*What the exercise asks*.
Each line of the data below that holds the word "payload" is to be reported in full.

Saved entries
.....
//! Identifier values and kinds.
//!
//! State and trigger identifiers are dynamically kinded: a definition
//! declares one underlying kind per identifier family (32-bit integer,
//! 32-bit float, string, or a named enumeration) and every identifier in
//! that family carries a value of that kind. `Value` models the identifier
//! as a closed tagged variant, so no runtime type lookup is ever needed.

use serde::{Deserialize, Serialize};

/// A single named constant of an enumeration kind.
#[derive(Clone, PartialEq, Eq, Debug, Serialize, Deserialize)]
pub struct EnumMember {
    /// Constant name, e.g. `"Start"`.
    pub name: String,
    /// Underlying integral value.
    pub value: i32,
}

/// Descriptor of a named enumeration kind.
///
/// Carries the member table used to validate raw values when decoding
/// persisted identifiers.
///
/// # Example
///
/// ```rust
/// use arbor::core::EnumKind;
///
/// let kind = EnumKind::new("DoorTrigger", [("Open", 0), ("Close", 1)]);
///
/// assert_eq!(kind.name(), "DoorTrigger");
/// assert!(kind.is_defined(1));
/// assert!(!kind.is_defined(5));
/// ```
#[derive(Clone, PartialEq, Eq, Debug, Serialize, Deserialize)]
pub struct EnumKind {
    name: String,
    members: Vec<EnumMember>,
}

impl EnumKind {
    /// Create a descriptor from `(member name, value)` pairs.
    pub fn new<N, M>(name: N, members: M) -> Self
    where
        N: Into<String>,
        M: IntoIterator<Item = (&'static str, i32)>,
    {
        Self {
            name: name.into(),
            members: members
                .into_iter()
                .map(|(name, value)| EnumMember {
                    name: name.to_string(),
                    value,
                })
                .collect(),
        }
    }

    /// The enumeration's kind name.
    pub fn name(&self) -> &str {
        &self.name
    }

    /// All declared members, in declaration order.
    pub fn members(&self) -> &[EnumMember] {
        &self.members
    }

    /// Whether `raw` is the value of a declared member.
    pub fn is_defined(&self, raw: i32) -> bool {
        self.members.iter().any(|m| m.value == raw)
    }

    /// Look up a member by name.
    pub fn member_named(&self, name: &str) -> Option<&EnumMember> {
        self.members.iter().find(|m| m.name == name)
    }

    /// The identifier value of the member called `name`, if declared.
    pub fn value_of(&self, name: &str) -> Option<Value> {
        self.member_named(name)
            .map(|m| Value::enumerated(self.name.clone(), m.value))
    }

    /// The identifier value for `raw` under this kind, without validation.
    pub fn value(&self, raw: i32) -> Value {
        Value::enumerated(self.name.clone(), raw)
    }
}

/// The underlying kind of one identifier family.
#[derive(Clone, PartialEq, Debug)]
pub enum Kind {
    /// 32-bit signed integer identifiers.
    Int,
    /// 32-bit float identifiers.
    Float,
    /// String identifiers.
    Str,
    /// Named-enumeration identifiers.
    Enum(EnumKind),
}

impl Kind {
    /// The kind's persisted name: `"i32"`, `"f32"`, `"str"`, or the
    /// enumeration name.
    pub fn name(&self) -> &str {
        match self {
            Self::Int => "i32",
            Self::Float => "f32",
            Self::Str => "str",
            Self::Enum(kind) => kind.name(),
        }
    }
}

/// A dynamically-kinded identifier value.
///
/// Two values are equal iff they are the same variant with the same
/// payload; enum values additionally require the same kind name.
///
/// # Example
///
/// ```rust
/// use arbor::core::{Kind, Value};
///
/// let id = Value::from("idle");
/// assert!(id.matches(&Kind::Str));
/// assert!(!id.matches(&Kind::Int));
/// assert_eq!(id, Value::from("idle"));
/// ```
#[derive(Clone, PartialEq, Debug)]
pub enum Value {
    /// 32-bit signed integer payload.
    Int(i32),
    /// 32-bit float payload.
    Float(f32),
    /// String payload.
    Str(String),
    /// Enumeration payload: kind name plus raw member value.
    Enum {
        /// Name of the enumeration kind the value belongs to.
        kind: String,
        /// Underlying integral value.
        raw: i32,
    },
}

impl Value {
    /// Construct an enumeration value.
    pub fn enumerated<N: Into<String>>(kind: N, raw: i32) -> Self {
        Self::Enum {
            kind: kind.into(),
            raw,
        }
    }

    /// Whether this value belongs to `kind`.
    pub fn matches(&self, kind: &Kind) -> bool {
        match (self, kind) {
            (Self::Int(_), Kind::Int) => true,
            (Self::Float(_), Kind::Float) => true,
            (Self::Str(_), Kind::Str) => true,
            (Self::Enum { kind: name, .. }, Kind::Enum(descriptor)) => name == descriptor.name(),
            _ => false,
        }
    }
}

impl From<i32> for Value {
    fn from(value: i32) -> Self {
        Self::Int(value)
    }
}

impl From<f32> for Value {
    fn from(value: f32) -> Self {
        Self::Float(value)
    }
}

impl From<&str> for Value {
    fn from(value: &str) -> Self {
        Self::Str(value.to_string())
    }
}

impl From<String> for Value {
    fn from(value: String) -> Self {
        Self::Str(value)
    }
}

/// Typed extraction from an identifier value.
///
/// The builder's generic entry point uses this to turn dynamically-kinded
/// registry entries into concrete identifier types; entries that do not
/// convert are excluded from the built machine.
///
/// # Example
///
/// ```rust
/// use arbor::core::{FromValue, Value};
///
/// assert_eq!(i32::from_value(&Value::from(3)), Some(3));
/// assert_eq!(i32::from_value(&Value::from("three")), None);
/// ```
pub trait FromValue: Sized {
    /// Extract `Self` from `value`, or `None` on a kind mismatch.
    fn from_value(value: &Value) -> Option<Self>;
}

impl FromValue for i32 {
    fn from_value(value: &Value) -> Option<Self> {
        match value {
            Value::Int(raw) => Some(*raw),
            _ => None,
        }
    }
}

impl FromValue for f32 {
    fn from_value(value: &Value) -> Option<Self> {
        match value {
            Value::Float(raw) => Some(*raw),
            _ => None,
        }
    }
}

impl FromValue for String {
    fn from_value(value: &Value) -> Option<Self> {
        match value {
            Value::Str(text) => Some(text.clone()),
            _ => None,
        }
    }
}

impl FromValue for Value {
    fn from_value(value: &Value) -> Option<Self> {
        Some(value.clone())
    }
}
.....
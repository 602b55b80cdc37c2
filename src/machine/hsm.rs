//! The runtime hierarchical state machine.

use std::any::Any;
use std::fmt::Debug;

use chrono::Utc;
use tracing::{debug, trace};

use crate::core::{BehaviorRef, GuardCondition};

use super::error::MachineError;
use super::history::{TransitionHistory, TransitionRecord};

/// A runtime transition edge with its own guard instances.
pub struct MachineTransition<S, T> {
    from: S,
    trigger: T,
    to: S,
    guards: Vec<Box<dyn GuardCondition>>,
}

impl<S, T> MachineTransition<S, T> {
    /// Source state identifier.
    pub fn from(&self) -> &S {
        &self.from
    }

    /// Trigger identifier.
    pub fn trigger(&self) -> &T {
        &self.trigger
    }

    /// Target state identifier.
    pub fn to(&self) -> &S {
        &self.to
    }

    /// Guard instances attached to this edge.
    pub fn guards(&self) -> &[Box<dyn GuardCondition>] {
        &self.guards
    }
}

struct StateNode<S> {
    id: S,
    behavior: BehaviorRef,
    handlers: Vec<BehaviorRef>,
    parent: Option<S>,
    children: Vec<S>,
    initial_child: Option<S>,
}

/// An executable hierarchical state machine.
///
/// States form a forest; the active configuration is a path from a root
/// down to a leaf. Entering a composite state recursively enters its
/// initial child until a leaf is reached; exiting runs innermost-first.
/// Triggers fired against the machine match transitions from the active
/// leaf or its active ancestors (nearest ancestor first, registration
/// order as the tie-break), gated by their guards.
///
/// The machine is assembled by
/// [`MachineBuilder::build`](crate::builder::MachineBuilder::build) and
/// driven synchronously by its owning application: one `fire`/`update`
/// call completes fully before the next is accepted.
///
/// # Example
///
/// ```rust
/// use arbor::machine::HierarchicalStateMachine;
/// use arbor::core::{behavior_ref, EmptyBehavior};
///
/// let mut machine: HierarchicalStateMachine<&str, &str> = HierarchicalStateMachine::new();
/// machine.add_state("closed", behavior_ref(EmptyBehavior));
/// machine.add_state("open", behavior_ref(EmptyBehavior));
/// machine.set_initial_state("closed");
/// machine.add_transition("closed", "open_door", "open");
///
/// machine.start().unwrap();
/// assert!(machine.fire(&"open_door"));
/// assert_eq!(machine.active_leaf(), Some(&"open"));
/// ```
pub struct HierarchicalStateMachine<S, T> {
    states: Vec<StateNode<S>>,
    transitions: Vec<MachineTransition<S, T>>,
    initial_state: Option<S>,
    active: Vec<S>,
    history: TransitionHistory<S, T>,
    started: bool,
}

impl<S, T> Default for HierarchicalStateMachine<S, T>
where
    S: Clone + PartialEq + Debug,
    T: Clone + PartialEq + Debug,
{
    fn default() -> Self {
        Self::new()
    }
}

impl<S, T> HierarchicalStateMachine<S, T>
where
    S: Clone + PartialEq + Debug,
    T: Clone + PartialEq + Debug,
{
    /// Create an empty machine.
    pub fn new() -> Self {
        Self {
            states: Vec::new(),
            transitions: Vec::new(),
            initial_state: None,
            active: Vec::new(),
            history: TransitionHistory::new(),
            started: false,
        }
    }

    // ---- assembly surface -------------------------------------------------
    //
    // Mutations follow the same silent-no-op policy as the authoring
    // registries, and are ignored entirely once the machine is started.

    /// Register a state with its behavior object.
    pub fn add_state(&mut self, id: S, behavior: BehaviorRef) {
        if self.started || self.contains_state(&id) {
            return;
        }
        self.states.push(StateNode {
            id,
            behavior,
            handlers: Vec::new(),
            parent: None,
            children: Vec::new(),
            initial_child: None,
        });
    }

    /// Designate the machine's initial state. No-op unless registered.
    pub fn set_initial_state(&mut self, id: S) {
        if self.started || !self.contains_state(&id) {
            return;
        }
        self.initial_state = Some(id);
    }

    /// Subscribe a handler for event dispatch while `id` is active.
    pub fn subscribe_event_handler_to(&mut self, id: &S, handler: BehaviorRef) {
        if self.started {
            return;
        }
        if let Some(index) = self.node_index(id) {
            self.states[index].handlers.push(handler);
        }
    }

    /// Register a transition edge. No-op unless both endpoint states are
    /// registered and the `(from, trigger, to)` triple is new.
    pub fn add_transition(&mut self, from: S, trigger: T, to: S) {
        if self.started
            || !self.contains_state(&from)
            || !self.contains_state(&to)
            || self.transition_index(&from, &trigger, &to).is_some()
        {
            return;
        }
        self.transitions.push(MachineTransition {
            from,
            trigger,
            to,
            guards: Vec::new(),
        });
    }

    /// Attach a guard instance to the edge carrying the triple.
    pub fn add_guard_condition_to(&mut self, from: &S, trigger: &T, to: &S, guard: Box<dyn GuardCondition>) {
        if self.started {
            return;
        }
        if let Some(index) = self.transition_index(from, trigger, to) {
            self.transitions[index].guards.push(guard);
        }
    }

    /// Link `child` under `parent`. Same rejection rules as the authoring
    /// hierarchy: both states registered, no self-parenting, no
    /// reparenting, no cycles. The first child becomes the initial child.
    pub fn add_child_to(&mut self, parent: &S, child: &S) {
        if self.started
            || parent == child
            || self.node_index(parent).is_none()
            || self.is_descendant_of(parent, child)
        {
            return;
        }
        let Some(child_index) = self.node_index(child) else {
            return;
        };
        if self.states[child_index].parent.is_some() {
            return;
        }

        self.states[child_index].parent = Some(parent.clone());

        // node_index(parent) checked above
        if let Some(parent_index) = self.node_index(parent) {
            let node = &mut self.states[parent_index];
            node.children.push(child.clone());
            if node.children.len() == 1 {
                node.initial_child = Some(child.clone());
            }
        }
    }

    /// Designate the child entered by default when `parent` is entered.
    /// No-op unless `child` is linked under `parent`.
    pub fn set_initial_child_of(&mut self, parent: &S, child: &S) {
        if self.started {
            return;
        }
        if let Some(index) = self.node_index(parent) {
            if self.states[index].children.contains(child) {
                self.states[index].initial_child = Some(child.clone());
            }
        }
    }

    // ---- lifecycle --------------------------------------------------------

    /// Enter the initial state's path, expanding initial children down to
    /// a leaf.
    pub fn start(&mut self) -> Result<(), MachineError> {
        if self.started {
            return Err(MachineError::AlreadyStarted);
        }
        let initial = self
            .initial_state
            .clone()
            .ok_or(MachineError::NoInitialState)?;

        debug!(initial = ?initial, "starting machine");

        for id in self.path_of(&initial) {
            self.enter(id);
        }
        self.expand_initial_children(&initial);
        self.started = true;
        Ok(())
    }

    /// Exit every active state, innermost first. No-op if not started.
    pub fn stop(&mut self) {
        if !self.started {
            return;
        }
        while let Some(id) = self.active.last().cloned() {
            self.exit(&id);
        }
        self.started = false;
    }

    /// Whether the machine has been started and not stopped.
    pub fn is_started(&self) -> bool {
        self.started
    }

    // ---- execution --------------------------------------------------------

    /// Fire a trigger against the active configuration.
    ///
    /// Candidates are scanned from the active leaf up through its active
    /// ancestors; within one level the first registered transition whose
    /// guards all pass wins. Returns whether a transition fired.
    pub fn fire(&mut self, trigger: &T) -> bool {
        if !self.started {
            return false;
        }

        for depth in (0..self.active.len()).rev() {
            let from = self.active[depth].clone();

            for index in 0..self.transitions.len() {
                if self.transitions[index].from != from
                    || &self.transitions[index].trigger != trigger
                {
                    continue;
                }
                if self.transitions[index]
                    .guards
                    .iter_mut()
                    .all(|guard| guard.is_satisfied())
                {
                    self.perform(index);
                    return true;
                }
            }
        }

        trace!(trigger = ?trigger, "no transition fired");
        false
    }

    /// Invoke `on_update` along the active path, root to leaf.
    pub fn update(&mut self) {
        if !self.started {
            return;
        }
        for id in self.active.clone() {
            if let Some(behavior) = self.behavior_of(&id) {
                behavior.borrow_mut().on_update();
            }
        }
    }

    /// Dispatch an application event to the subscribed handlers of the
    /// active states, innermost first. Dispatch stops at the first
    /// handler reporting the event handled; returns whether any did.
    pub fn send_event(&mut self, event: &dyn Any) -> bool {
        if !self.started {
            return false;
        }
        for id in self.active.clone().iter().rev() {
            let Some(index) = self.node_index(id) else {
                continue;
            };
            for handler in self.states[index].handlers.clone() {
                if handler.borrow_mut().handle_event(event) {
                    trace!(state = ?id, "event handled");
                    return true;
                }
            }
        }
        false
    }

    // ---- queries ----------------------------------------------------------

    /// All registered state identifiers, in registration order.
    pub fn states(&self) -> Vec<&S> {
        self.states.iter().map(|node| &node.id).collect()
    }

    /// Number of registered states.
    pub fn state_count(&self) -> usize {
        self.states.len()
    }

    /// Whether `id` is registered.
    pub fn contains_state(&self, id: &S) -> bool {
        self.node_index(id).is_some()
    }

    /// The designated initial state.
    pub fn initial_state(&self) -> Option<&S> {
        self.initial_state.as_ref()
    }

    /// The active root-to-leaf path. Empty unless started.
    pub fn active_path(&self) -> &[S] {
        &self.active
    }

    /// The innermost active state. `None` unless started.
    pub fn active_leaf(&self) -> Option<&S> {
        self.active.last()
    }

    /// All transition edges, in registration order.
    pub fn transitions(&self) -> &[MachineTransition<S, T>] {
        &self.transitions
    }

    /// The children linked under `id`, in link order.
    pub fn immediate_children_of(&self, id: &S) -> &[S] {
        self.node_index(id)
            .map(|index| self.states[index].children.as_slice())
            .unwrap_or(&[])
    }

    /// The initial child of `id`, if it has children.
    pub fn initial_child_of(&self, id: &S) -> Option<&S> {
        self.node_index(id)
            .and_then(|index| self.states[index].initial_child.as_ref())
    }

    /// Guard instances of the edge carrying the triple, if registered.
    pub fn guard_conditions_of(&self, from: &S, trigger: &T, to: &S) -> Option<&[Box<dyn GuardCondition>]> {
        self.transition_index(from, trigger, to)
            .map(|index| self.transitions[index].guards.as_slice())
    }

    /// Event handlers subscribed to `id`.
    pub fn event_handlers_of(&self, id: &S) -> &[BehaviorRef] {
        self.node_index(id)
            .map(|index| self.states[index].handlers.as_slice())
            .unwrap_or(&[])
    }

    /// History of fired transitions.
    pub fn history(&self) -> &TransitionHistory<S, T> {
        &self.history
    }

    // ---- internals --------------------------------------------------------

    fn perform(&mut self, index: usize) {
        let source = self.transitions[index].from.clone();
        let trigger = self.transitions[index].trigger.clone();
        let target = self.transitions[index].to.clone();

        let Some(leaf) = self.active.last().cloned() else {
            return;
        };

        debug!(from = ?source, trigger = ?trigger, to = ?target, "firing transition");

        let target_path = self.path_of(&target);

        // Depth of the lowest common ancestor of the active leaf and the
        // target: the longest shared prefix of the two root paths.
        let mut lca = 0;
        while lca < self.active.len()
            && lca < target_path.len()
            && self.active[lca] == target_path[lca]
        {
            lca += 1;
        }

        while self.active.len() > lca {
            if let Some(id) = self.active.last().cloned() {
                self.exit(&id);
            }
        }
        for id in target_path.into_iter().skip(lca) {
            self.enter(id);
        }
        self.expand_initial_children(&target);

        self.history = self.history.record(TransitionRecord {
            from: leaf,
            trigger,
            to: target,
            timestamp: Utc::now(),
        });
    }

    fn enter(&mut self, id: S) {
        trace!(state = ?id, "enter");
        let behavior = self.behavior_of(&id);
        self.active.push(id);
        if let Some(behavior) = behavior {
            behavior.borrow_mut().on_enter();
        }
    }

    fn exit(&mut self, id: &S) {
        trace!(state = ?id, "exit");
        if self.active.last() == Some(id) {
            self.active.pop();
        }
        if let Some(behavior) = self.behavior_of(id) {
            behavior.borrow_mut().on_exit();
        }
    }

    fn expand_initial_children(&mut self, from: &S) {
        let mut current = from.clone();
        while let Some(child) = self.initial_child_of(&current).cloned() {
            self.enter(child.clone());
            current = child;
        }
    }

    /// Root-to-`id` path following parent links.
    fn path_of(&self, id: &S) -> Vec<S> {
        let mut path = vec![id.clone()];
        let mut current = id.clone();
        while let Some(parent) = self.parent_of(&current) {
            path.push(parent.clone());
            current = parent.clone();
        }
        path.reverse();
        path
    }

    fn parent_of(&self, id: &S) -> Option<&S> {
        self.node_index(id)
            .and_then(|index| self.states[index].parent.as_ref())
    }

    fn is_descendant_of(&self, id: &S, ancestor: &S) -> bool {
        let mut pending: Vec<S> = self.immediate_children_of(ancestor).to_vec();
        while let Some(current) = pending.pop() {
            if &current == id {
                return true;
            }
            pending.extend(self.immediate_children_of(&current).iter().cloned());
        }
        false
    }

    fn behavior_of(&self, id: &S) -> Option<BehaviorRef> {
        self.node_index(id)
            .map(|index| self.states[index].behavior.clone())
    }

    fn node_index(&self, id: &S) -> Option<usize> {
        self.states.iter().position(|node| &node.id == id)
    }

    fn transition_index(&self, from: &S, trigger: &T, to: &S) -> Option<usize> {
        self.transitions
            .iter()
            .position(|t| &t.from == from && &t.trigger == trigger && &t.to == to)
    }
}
.....
*Response to the exercise*.
/// payload; enum values additionally require the same kind name.
    /// 32-bit signed integer payload.
    /// 32-bit float payload.
    /// String payload.
    /// Enumeration payload: kind name plus raw member value.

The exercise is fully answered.